> [WHAT THE TASK REQUIRES]:
Whenever the word "push" shows up in a line of the data, copy that line.

> [DATA RECORDS]:
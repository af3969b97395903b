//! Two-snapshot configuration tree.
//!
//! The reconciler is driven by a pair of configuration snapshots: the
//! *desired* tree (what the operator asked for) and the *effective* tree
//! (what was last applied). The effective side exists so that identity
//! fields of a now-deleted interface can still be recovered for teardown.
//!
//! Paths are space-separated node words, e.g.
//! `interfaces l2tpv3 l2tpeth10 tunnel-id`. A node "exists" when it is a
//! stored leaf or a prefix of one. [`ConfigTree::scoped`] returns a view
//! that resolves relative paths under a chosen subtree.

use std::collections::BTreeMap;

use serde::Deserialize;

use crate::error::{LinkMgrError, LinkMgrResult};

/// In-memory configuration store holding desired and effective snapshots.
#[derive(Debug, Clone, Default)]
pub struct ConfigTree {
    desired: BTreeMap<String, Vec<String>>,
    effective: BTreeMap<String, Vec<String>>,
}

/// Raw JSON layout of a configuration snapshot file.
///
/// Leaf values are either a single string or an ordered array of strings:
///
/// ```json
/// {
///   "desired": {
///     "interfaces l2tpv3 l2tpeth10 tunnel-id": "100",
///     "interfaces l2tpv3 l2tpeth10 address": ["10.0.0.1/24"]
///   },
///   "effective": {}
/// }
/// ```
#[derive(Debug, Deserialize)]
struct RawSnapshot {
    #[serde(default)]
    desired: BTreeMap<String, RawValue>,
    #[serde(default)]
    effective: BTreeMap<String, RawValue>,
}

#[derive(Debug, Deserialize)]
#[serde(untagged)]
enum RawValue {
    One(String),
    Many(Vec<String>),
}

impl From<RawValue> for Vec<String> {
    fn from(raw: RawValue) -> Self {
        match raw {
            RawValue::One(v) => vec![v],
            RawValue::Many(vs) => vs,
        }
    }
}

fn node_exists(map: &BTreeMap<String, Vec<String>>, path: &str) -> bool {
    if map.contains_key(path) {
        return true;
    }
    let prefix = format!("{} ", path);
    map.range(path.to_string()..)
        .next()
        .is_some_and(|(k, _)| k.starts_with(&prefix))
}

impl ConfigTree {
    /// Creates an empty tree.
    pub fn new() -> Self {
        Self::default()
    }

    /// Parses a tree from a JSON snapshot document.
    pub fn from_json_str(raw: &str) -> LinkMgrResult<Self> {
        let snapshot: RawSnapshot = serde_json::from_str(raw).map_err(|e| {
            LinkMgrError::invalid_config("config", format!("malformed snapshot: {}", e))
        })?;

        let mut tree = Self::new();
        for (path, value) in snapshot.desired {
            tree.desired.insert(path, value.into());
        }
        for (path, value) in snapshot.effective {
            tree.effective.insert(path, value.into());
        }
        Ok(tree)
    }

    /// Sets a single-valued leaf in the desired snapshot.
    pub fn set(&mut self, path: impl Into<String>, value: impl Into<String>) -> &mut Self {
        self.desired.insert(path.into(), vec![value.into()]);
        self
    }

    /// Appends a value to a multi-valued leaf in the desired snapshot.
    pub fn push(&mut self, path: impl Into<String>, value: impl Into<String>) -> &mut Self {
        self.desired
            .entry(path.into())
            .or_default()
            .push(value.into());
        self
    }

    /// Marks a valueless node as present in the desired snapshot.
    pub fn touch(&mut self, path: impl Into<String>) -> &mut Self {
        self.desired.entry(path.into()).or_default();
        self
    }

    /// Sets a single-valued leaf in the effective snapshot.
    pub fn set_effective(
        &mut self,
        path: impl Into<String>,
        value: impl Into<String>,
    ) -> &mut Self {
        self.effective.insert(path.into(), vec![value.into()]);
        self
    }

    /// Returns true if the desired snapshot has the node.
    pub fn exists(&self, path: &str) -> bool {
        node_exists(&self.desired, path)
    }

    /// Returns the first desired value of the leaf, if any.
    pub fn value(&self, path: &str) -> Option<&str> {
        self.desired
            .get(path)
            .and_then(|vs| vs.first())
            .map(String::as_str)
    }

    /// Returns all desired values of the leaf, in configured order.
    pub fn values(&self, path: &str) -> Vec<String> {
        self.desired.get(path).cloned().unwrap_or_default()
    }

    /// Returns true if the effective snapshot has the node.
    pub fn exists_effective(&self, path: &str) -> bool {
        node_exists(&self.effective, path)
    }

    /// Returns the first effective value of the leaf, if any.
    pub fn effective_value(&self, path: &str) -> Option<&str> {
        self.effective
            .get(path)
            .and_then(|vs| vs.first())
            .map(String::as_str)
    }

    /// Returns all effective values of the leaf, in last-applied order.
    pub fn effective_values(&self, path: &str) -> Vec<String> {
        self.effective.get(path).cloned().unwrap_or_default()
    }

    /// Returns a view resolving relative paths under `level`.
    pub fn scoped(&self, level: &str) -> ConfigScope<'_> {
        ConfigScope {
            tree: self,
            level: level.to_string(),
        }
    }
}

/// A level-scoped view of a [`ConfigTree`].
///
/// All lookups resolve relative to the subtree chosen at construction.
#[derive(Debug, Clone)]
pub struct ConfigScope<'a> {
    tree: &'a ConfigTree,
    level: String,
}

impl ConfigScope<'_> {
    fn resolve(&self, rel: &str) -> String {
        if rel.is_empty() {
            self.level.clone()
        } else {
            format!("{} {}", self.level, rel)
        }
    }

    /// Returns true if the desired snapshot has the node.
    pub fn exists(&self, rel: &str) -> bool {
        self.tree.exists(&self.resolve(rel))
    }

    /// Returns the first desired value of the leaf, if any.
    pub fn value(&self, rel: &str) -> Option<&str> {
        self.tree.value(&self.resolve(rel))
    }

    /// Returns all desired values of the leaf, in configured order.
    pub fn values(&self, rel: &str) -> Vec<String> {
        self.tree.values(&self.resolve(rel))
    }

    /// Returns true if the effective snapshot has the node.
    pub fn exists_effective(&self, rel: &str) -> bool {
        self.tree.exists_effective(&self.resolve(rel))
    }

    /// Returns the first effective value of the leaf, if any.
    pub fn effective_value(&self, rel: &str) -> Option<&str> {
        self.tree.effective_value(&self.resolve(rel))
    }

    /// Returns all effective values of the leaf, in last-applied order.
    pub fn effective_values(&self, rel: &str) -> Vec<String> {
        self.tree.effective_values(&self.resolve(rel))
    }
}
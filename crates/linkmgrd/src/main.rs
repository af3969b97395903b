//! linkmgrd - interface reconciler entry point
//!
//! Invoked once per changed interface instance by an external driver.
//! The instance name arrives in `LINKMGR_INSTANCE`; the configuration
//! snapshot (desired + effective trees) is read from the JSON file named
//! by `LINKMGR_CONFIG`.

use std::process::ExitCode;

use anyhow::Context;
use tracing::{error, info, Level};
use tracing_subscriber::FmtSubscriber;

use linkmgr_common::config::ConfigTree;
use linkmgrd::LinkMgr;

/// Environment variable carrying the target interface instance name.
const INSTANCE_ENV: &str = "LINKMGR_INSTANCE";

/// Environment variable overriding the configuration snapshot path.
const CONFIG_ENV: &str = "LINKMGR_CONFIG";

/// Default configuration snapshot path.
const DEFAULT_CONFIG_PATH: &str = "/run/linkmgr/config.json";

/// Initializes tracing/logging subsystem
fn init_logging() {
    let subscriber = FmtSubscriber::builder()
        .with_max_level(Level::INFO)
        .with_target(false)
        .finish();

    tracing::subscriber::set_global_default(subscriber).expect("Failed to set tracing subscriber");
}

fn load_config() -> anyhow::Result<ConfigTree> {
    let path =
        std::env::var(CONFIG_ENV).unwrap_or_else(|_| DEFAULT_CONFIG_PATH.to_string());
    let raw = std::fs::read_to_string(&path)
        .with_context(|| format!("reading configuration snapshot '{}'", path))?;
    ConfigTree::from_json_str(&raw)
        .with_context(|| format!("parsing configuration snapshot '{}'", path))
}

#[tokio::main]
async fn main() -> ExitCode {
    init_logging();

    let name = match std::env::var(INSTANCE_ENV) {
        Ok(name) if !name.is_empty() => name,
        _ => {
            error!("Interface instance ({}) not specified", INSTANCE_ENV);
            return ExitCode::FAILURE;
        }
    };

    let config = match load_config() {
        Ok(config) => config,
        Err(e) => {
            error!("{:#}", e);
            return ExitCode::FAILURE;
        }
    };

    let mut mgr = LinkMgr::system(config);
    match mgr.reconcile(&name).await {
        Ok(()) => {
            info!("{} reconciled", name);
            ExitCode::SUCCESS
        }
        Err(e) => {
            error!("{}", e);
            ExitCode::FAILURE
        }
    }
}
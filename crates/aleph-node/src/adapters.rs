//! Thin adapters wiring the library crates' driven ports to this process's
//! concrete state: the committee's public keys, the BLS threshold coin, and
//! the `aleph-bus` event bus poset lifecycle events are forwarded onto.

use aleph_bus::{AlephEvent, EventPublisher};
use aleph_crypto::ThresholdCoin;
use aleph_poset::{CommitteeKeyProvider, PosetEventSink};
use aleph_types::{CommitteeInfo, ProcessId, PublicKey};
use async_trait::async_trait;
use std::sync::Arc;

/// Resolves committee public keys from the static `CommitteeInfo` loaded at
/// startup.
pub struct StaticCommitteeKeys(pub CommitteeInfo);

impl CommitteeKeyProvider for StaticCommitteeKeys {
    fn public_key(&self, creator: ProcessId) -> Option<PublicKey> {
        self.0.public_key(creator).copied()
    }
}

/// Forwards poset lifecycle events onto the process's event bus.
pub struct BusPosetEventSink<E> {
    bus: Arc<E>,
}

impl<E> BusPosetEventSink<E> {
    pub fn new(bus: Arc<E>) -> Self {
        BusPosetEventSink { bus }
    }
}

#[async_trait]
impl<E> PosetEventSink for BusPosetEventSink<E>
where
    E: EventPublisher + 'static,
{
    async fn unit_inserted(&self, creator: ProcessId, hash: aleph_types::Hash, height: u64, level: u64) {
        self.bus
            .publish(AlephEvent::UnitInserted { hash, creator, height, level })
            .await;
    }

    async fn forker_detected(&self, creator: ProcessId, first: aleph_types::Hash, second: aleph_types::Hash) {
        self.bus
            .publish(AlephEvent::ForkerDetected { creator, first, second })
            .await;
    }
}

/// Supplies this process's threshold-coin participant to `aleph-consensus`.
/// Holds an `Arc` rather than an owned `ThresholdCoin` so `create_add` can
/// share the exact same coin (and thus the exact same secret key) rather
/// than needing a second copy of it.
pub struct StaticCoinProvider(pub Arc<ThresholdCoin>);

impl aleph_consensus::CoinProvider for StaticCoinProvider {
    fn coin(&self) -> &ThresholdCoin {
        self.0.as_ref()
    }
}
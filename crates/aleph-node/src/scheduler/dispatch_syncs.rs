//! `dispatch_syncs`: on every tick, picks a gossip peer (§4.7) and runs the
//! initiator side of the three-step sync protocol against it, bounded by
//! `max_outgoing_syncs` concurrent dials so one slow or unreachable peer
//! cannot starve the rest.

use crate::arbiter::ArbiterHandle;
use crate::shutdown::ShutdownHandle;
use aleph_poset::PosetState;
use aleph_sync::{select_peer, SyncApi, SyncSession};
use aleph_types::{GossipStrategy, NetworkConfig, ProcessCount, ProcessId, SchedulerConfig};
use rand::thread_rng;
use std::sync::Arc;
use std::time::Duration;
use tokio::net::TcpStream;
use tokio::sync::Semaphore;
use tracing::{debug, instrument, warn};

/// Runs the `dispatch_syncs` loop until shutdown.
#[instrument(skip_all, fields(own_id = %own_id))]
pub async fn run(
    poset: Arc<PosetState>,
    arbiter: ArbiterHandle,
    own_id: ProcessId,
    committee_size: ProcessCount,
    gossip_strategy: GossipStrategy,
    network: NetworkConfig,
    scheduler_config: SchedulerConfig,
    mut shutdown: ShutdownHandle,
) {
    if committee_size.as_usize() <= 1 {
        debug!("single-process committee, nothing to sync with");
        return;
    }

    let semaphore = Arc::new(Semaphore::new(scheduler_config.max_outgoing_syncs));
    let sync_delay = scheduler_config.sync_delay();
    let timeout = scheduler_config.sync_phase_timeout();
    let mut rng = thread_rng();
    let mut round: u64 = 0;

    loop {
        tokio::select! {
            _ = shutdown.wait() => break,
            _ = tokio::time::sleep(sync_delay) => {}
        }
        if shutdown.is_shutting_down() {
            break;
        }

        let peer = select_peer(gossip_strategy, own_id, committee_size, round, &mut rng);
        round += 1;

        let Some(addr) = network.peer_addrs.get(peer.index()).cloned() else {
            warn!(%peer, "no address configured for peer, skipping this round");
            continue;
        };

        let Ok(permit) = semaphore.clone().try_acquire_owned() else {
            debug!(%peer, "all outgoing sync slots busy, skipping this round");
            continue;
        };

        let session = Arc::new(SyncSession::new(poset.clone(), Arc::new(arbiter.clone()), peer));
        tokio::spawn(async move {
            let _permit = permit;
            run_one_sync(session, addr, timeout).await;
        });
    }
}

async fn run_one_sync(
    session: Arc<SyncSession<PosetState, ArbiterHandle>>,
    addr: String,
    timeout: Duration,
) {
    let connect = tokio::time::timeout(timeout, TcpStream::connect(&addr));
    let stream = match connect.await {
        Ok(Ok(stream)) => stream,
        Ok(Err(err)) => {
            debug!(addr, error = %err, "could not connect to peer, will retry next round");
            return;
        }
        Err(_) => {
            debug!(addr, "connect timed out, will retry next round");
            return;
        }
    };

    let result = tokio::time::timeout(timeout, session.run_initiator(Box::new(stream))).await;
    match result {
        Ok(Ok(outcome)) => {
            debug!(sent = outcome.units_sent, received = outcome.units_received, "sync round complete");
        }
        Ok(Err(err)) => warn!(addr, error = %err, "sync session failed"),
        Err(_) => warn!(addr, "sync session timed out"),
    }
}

> [SOLUTION TO THIS EXERCISE]:
    pub fn push(&mut self, path: impl Into<String>, value: impl Into<String>) -> &mut Self {
            .push(value.into());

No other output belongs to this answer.